CZ : Lorsqu'on s'est rencontrés, notre première idée ça a été de se dire qu'on allait créer un truc qui s'appellerait la "Maison du macaron" parce qu'on va ouvrir des boutiques où on vend des macarons. Et puis on s'est rendu compte que c'était pas une bonne idée bien qu'à l'époque peu de gens pensaient même au macaron. On a déposé la marque et le logo et puis finalement on a abandonné cette idée [maison du macaron] parce que le nom Pierre Hermé était beaucoup plus intéressant du point de vue de ce que ça représentait comme valeur parce que Pierre était pâtissier dans le sang, c'est son métier, c'est toute sa vie et donc ça résumait tout ça. 

PH : Je dis parfois à Charles : lui il peut faire autre chose, moi je suis pâtissier. 

CZ : Notre première idée c'était donc ça, ça passait par un certain nombre d'étapes, la première étant de créer une pâtisserie haut de gamme. Or créer une pâtisserie haut de gamme ça voulait dire ne vendre que de la pâtisserie, que du chocolat, que des produits sucrés ce qui était assez rare à l'époque avec un véritable travail sur le goût qui soit finalement similaire à ce qu'on trouvait dans un restaurant étoilé.

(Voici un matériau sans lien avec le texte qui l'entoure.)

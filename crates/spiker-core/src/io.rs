//! External capabilities the front end is driven through
//!
//! The processing core never touches hardware directly: it reads samples
//! from an [`AnalogSource`], asks a [`Clock`] for the time, drives a
//! [`ModeIndicator`] and writes values to a [`ValueSink`].

use crate::signal_types::BeatEvent;
use std::sync::atomic::{AtomicU64, Ordering};
use std::sync::Arc;
use std::time::Instant;

/// Provides one raw ADC reading per call (0..=1023 on the reference hardware)
pub trait AnalogSource: Send {
    /// Read one sample
    fn read_sample(&mut self) -> i32;
}

/// Millisecond time base
pub trait Clock: Send + Sync {
    /// Milliseconds since an arbitrary, fixed epoch
    fn now_ms(&self) -> u64;
}

/// Two digital outputs reflecting the active mode
pub trait ModeIndicator: Send {
    /// Drive both outputs
    fn set_levels(&mut self, first: bool, second: bool);
}

/// Named numeric output channel
pub trait ValueSink {
    /// Emit one value under `name`
    fn write_value(&mut self, name: &str, value: f64);
}

/// Channel name used by [`print`]
pub const VALUE_CHANNEL: &str = "Value";

/// Pass a value through to the sink under the default channel name
pub fn print<V: ValueSink + ?Sized>(sink: &mut V, value: f64) {
    sink.write_value(VALUE_CHANNEL, value);
}

/// Callback fired synchronously from the sampling tick on every confirmed beat.
///
/// Runs inside the tick: a slow handler delays sampling.
pub type HeartBeatSubscriber = Box<dyn FnMut(&BeatEvent) + Send>;

/// Replays recorded samples, wrapping around at the end
#[derive(Debug, Clone)]
pub struct ReplaySource {
    samples: Vec<i32>,
    position: usize,
}

impl ReplaySource {
    /// Create a source over `samples`; an empty recording reads as 0
    pub fn new(samples: Vec<i32>) -> Self {
        Self { samples, position: 0 }
    }

    /// Source that always reads `value`
    pub fn constant(value: i32) -> Self {
        Self::new(vec![value])
    }

    /// Number of samples read so far
    pub fn position(&self) -> usize {
        self.position
    }
}

impl AnalogSource for ReplaySource {
    fn read_sample(&mut self) -> i32 {
        if self.samples.is_empty() {
            return 0;
        }
        let value = self.samples[self.position % self.samples.len()];
        self.position += 1;
        value
    }
}

/// Clock advanced explicitly; clones share the same time
#[derive(Debug, Clone, Default)]
pub struct ManualClock {
    now: Arc<AtomicU64>,
}

impl ManualClock {
    pub fn new(start_ms: u64) -> Self {
        Self { now: Arc::new(AtomicU64::new(start_ms)) }
    }

    pub fn set(&self, now_ms: u64) {
        self.now.store(now_ms, Ordering::SeqCst);
    }

    pub fn advance(&self, delta_ms: u64) {
        self.now.fetch_add(delta_ms, Ordering::SeqCst);
    }
}

impl Clock for ManualClock {
    fn now_ms(&self) -> u64 {
        self.now.load(Ordering::SeqCst)
    }
}

/// Wall-clock time since construction
#[derive(Debug, Clone, Copy)]
pub struct MonotonicClock {
    origin: Instant,
}

impl MonotonicClock {
    pub fn new() -> Self {
        Self { origin: Instant::now() }
    }
}

impl Default for MonotonicClock {
    fn default() -> Self {
        Self::new()
    }
}

impl Clock for MonotonicClock {
    fn now_ms(&self) -> u64 {
        self.origin.elapsed().as_millis() as u64
    }
}

/// Indicator that records the last levels it was driven to
#[derive(Debug, Clone, Default)]
pub struct LatchedIndicator {
    levels: Arc<std::sync::Mutex<(bool, bool)>>,
}

impl LatchedIndicator {
    pub fn new() -> Self {
        Self::default()
    }

    /// Last levels written
    pub fn levels(&self) -> (bool, bool) {
        match self.levels.lock() {
            Ok(guard) => *guard,
            Err(poisoned) => *poisoned.into_inner(),
        }
    }
}

impl ModeIndicator for LatchedIndicator {
    fn set_levels(&mut self, first: bool, second: bool) {
        match self.levels.lock() {
            Ok(mut guard) => *guard = (first, second),
            Err(poisoned) => *poisoned.into_inner() = (first, second),
        }
    }
}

Simplement un étoilé il y a quand même une barrière assez significative pour s'asseoir à une table, il faut y consacrer un certain budget et moi ce que j'ai toujours trouvé formidable avec la pâtisserie c'est que finalement même si on vend nos produits plus chers que la plupart de nos confrères le coût unitaire des produits restent relativement modeste et tout le monde peut accéder à une véritable expérience gastronomique et se faire plaisir à un coût unitaire bas. Cet aspect là me plaisait bien et aussi c'était de se dire qu'on ne voulait pas faire une boutique où il y allait y avoir des pâtisseries mais une boutique où il y aurait des macarons et des chocolats et ça on l'avait décidé dès le départ dans notre tête. Comme l'a dit Pierre toute à l'heure il y a aussi l'idée qu'on n'allait pas uniquement ouvrir une boutique en France mais qu'on allait aller à l'étranger. Donc à chaque fois qu'on a fait quelque chose à ces niveaux par exemple qu'on a ouvert notre première boutique on y avait réfléchi. On nous a dit ça ne marcherait jamais, quand on en a ouvert une deuxième on nous a dit vous avez déjà eu du bol avec la première, ça ne marchera pas et quand on en a fait une avec que des macarons et des chocolats on nous a dit c'est pas possible Pierre Hermé c'est de la pâtisserie ensuite quand on a commencé à faire ce même modèle au Japon oui mais le Japon c'est loin vous allez jamais y arriver etc etc...
Donc oui pour répondre à ta question on a une idée assez précise de là où on a envie d'aller c'est-à-dire comme l'a dit Pierre de faire une marque internationale dans le domaine qui est le nôtre avec un idéal de qualité au niveau du produit, de qualité au niveau de l'expérience qu'on fait vivre à nos clients dans nos boutiques parce qu'on est très attentifs au fait que la qualité du service doit être très présente mais nos plans s'arrêtent là en fait. Il n'y a pas vraiment de vision à 5 ans, à 10 ans, etc ça je préfère le laisser aux financiers, aux hommes politiques qui d'ailleurs ne réalisent jamais ce qu'ils disent. Ils n'ont pas la franchise, l'honnêteté de dire qu'ils ne savent pas. Nous on sait que l'on ne sait pas.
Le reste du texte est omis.